## Exercise description
For the entries below, print exactly the lines between the line holding "so malformed data" and the line holding "if start >= end", inclusive, and nothing else.

## Data records
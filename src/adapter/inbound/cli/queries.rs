//! Handler for `queries`: lists the SQL catalog.

use serde_json::json;
use tabled::{Table, Tabled};

use super::command::QueriesArgs;
use super::output;
use crate::adapter::outbound::sql::connection::detect_dialect;
use crate::adapter::outbound::sql::{CatalogQuery, Dialect};
use crate::config::Config;
use crate::error::Result;

#[derive(Tabled)]
struct QueryRow {
    #[tabled(rename = "Name")]
    name: &'static str,
    #[tabled(rename = "Returns")]
    description: &'static str,
}

/// Dialect from the flag, else from the configured connection URL.
pub fn resolve_dialect(config: &Config, args: &QueriesArgs) -> Result<Dialect> {
    match args.dialect {
        Some(dialect) => Ok(dialect.into()),
        None => detect_dialect(&config.database.connection_url()?),
    }
}

/// Execute `queries`.
pub fn execute(config: &Config, args: &QueriesArgs) -> Result<()> {
    let dialect = resolve_dialect(config, args)?;

    if output::is_json() {
        let queries: Vec<_> = CatalogQuery::ALL
            .iter()
            .map(|query| {
                json!({
                    "name": query.name(),
                    "description": query.description(),
                    "sql": query.sql(dialect),
                })
            })
            .collect();
        output::json_output(json!({
            "command": "queries",
            "dialect": dialect.as_str(),
            "queries": queries,
        }));
        return Ok(());
    }
    if output::is_quiet() {
        return Ok(());
    }

    output::header(env!("CARGO_PKG_VERSION"));
    output::field("Dialect", dialect.as_str());
    output::section("Query catalog");

    let rows: Vec<QueryRow> = CatalogQuery::ALL
        .iter()
        .map(|query| QueryRow {
            name: query.name(),
            description: query.description(),
        })
        .collect();
    output::lines(&Table::new(rows).to_string());

    if output::verbosity() > 0 {
        for query in CatalogQuery::ALL {
            output::section(query.name());
            output::lines(&query.sql(dialect));
        }
    } else {
        output::hint("pass -v to print the SQL text");
    }

    Ok(())
}

#[cfg(test)]
mod tests {
    use super::*;
    use crate::adapter::inbound::cli::command::DialectArg;

    #[test]
    fn flag_overrides_configured_backend() {
        let config = Config::default();
        let args = QueriesArgs {
            dialect: Some(DialectArg::Sqlite),
        };
        assert_eq!(resolve_dialect(&config, &args).unwrap(), Dialect::Sqlite);
    }

    #[test]
    fn default_config_is_postgres() {
        let config = Config::default();
        let dialect = resolve_dialect(&config, &QueriesArgs::default()).unwrap();
        assert_eq!(dialect, Dialect::Postgres);
    }
}
//! Row shapes returned by the catalog queries.

use diesel::sql_types::{BigInt, Double, Nullable, Text};
use diesel::QueryableByName;

use crate::domain::money::amount_from_f64;
use crate::domain::{DetailReportRow, MonthlyRevenue, PipelineStageCount, RevenueRecord};

/// Single-column count result.
#[derive(Debug, QueryableByName)]
pub struct CountRow {
    #[diesel(sql_type = BigInt)]
    pub value: i64,
}

#[derive(Debug, QueryableByName)]
pub struct RevenueRow {
    #[diesel(sql_type = Nullable<BigInt>)]
    pub lead_id: Option<i64>,
    #[diesel(sql_type = Double)]
    pub amount_total: f64,
}

#[derive(Debug, QueryableByName)]
pub struct StageCountRow {
    #[diesel(sql_type = Text)]
    pub stage: String,
    #[diesel(sql_type = BigInt)]
    pub cnt: i64,
}

#[derive(Debug, QueryableByName)]
pub struct MonthlyRevenueRow {
    #[diesel(sql_type = Text)]
    pub month: String,
    #[diesel(sql_type = Double)]
    pub total: f64,
}

#[derive(Debug, QueryableByName)]
pub struct DetailRow {
    #[diesel(sql_type = BigInt)]
    pub lead_id: i64,
    #[diesel(sql_type = Text)]
    pub lead_name: String,
    #[diesel(sql_type = Nullable<Text>)]
    pub sales_person: Option<String>,
    #[diesel(sql_type = Nullable<Text>)]
    pub stage: Option<String>,
    #[diesel(sql_type = Double)]
    pub revenue: f64,
}

impl From<RevenueRow> for RevenueRecord {
    fn from(row: RevenueRow) -> Self {
        RevenueRecord {
            lead_id: row.lead_id,
            amount_total: amount_from_f64(row.amount_total),
        }
    }
}

impl From<StageCountRow> for PipelineStageCount {
    fn from(row: StageCountRow) -> Self {
        PipelineStageCount {
            stage: row.stage,
            cnt: row.cnt,
        }
    }
}

impl From<MonthlyRevenueRow> for MonthlyRevenue {
    fn from(row: MonthlyRevenueRow) -> Self {
        MonthlyRevenue {
            month: row.month,
            total: amount_from_f64(row.total),
        }
    }
}

impl From<DetailRow> for DetailReportRow {
    fn from(row: DetailRow) -> Self {
        DetailReportRow {
            lead_id: row.lead_id,
            lead_name: row.lead_name,
            sales_person: row.sales_person,
            stage: row.stage,
            revenue: amount_from_f64(row.revenue),
        }
    }
}
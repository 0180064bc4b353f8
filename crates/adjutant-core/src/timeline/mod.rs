//! Calendar interval analysis.
//!
//! This module provides:
//! - Half-open time intervals with a validated start < end invariant
//! - Overlap detection between calendar occupants
//! - Conflict clustering (transitive overlap groups)
//! - Gap extraction and fragmentation scoring

mod conflict;
mod gap;

pub use conflict::{find_conflicts, ConflictSet};
pub use gap::{
    compute_gaps, fragmentation_score, FragmentationReport, GapAnalyzer, GapConfig,
};

use std::collections::BTreeSet;

use chrono::{DateTime, Duration, Utc};
use serde::{Deserialize, Serialize};

use crate::error::ValidationError;

/// A half-open time interval `[start, end)`.
///
/// Invariant: `start < end`, enforced at construction. Immutable once
/// created; every mutation path (including deserialization) goes through
/// the validating constructor.
#[derive(Debug, Clone, Copy, PartialEq, Eq, Serialize, Deserialize)]
#[serde(try_from = "RawInterval")]
pub struct TimeInterval {
    start: DateTime<Utc>,
    end: DateTime<Utc>,
}

#[derive(Deserialize)]
struct RawInterval {
    start: DateTime<Utc>,
    end: DateTime<Utc>,
}

impl TryFrom<RawInterval> for TimeInterval {
    type Error = ValidationError;

    fn try_from(raw: RawInterval) -> Result<Self, Self::Error> {
        TimeInterval::new(raw.start, raw.end)
    }
}

impl TimeInterval {
    /// Create a new interval. Rejects `start >= end` so malformed data
    /// never reaches the analysis functions.
    pub fn new(start: DateTime<Utc>, end: DateTime<Utc>) -> Result<Self, ValidationError> {
        if start >= end {
            return Err(ValidationError::InvalidTimeRange { start, end });
        }
        Ok(Self { start, end })
    }

    /// Interval starting at `start` lasting `minutes`.
    pub fn from_start(start: DateTime<Utc>, minutes: i64) -> Result<Self, ValidationError> {
        Self::new(start, start + Duration::minutes(minutes))
    }

    pub fn start(&self) -> DateTime<Utc> {
        self.start
    }

    pub fn end(&self) -> DateTime<Utc> {
        self.end
    }

    /// Get duration in minutes
    pub fn duration_minutes(&self) -> i64 {
        (self.end - self.start).num_minutes()
    }

    /// Check whether two intervals overlap.
    ///
    /// Half-open semantics: touching endpoints (`a.end == b.start`) do NOT
    /// overlap. Adjacency must never count as a conflict.
    pub fn overlaps(&self, other: &TimeInterval) -> bool {
        self.start < other.end && other.start < self.end
    }

    /// The shared sub-interval, if the two overlap.
    pub fn intersection(&self, other: &TimeInterval) -> Option<TimeInterval> {
        if !self.overlaps(other) {
            return None;
        }
        let start = self.start.max(other.start);
        let end = self.end.min(other.end);
        // Overlap guarantees start < end here.
        Some(Self { start, end })
    }

    /// Smallest interval covering both.
    pub fn span(&self, other: &TimeInterval) -> TimeInterval {
        Self {
            start: self.start.min(other.start),
            end: self.end.max(other.end),
        }
    }

    /// Shift the whole interval forward by `minutes`.
    pub fn shifted_by(&self, minutes: i64) -> TimeInterval {
        Self {
            start: self.start + Duration::minutes(minutes),
            end: self.end + Duration::minutes(minutes),
        }
    }
}

/// Check whether two intervals overlap (free-function form).
pub fn overlaps(a: &TimeInterval, b: &TimeInterval) -> bool {
    a.overlaps(b)
}

/// A calendar occupant: one busy block with its attendees.
///
/// Never mutated after ingestion; replacing an event means building a new
/// instance.
#[derive(Debug, Clone, PartialEq, Eq, Serialize, Deserialize)]
pub struct ScheduleItem {
    pub id: String,
    pub title: String,
    pub interval: TimeInterval,
    pub attendees: BTreeSet<String>,
}

impl ScheduleItem {
    /// Create a new schedule item
    pub fn new(
        id: impl Into<String>,
        title: impl Into<String>,
        interval: TimeInterval,
        attendees: impl IntoIterator<Item = String>,
    ) -> Self {
        Self {
            id: id.into(),
            title: title.into(),
            interval,
            attendees: attendees.into_iter().collect(),
        }
    }

    /// Check if this item overlaps a candidate interval
    pub fn overlaps(&self, interval: &TimeInterval) -> bool {
        self.interval.overlaps(interval)
    }

    pub fn duration_minutes(&self) -> i64 {
        self.interval.duration_minutes()
    }
}

#[cfg(test)]
pub(crate) fn make_test_interval(start_min: i64, end_min: i64) -> TimeInterval {
    use chrono::TimeZone;
    let base = Utc.with_ymd_and_hms(2025, 3, 10, 0, 0, 0).unwrap();
    TimeInterval::new(
        base + Duration::minutes(start_min),
        base + Duration::minutes(end_min),
    )
    .unwrap()
}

## Task solution
    /// Create a new interval. Rejects `start >= end` so malformed data
    /// never reaches the analysis functions.
    pub fn new(start: DateTime<Utc>, end: DateTime<Utc>) -> Result<Self, ValidationError> {
        if start >= end {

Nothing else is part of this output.